Tests — be specific about what to assert

# Prompt: "Write pytest tests for the function below.
# Test happy path, empty input, and that ValueError is raised
# when the argument is negative. Use parametrize."

Inline chat prompts that work well

/doc        — generate docstring for selected function
/tests      — generate unit tests
/fix        — explain and fix selected error
/explain    — plain-English explanation of selected code
Refactor this to use a dataclass instead of a plain dict.
Add type annotations to this function.
Convert this to async using asyncio.
Write a FastAPI endpoint that wraps this function.

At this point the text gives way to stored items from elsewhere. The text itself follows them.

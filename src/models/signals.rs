//! Biometric readings as handed to the inference engine.

use std::fmt;

use serde::{Deserialize, Serialize};

/// Most recent sleep sample classification.
///
/// Parsing never fails: anything unrecognised is `Unknown`.
#[derive(Debug, Clone, Copy, Serialize, Deserialize, PartialEq, Eq, Hash, Default)]
#[serde(from = "String", into = "String")]
pub enum SleepStage {
    #[default]
    Unknown,
    Awake,
    InBed,
    Core,
    Deep,
    Rem,
}

impl SleepStage {
    pub fn parse(value: &str) -> Self {
        match value.trim() {
            "Awake" => SleepStage::Awake,
            "In Bed" | "InBed" => SleepStage::InBed,
            "Core" => SleepStage::Core,
            "Deep" => SleepStage::Deep,
            "REM" => SleepStage::Rem,
            _ => SleepStage::Unknown,
        }
    }

    pub fn as_str(&self) -> &'static str {
        match self {
            SleepStage::Unknown => "Unknown",
            SleepStage::Awake => "Awake",
            SleepStage::InBed => "In Bed",
            SleepStage::Core => "Core",
            SleepStage::Deep => "Deep",
            SleepStage::Rem => "REM",
        }
    }

    /// True for stages that say something about an actual sleep period.
    pub fn is_sleep_signal(&self) -> bool {
        !matches!(self, SleepStage::Unknown | SleepStage::Awake)
    }
}

impl From<String> for SleepStage {
    fn from(value: String) -> Self {
        SleepStage::parse(&value)
    }
}

impl From<&str> for SleepStage {
    fn from(value: &str) -> Self {
        SleepStage::parse(value)
    }
}

impl From<SleepStage> for String {
    fn from(stage: SleepStage) -> Self {
        stage.as_str().to_string()
    }
}

impl fmt::Display for SleepStage {
    fn fmt(&self, f: &mut fmt::Formatter<'_>) -> fmt::Result {
        f.write_str(self.as_str())
    }
}

#[derive(Debug, Clone, Copy, Serialize, Deserialize, PartialEq, Default)]
#[serde(rename_all = "camelCase")]
pub struct SignalSnapshot {
    pub heart_rate: f64,
    pub steps: f64,
    pub exercise_minutes: f64,
    #[serde(default)]
    pub sleep_stage: SleepStage,
}

impl SignalSnapshot {
    pub fn new(heart_rate: f64, steps: f64, exercise_minutes: f64, sleep_stage: SleepStage) -> Self {
        Self {
            heart_rate,
            steps,
            exercise_minutes,
            sleep_stage,
        }
    }

    pub fn with_heart_rate(mut self, heart_rate: f64) -> Self {
        self.heart_rate = heart_rate;
        self
    }

    pub fn with_steps(mut self, steps: f64) -> Self {
        self.steps = steps;
        self
    }

    pub fn with_exercise_minutes(mut self, exercise_minutes: f64) -> Self {
        self.exercise_minutes = exercise_minutes;
        self
    }

    pub fn with_sleep_stage(mut self, sleep_stage: SleepStage) -> Self {
        self.sleep_stage = sleep_stage;
        self
    }

    /// Whether the collector has produced anything at all, sleep included.
    pub fn has_data(&self) -> bool {
        self.heart_rate > 0.0
            || self.steps > 0.0
            || self.exercise_minutes > 0.0
            || self.sleep_stage != SleepStage::Unknown
    }
}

Whole-file generation — effective workflow

Write a detailed comment block at the top: purpose, inputs, outputs, constraints, dependencies.
Write the function/class signatures as stubs.
Let the model fill in implementations one function at a time.
Do not generate an entire module at once — review as you go.

When LLMs Help Most

Task	Why LLMs excel
Boilerplate (CRUD, API clients)	High pattern density, low novelty
Unit tests	Structure is predictable; model inverts the function
Docstrings and comments	Pure language task, no subtle logic
Type annotations	Constrained vocabulary, local inference
Refactoring (rename, extract, convert)	Mechanical transformation
Regex patterns	Painful to write, easy to describe
SQL queries	Well-constrained language, schema often visible
Shell one-liners	Command flags are in training data
Translating between languages	`convert this Python to Go` works well
Explaining unfamiliar code	Strong at summarisation

When LLMs Mislead

Task	Why LLMs struggle
Novel algorithms	No training signal for new problems
Subtle concurrency bugs	Require global reasoning across threads/locks
Security-sensitive code	May produce plausible-but-vulnerable patterns
Library-version-specific APIs	Training data may be outdated
Complex numerical code	Floating-point edge cases invisible to language models
Architectural decisions	Model doesn’t know your constraints
Business logic with many invariants	Model can’t hold all constraints simultaneously
Performance-critical hot paths	May choose readable over optimal

Key failure modes:

Hallucinated APIs: model invents methods that don’t exist in the actual library version
Stale patterns: training data cutoff means model uses deprecated idioms
Confident wrongness: no calibrated uncertainty — incorrect code looks identical to correct code
Context bleed: model may blend patterns from different frameworks

Code Review of AI Output

AI-generated code demands more careful review than human-written code because the author has no understanding — only pattern matching. Checklist:

Logic

Does the algorithm actually solve the stated problem?
Are all edge cases handled (empty input, zero, None, overflow)?
Are loop bounds and index arithmetic correct?
Are early returns and guard clauses complete?

Security

Is user input sanitised before use in queries / shell commands?
Are secrets handled correctly (not logged, not in exceptions)?
Are file paths validated to prevent path traversal?
Are HTTP responses checked for status codes?

Error handling

Are exceptions caught at the right granularity?
Do error messages expose sensitive information?
Are resources (files, DB connections) closed in finally/context managers?

Style and maintainability

Does the code follow project conventions?
Are there unnecessary dependencies introduced?
Is the code over-engineered for the task?

Tests

Do generated tests actually test the right thing?
Are assertions specific (not just “does not raise”)?
Are mocks/stubs patching the right import path?

Workflow Integration

Copilot in VS Code / JetBrains

Tab to accept, Alt+] / Alt+[ to cycle suggestions
Ctrl+Enter to open suggestion panel (multiple options)
Ctrl+I (JB) / inline chat shortcut for inline prompt
@workspace in Copilot Chat to include repository context

Cursor

Cmd+K — inline edit with natural language
Cmd+L — open chat (includes file context automatically)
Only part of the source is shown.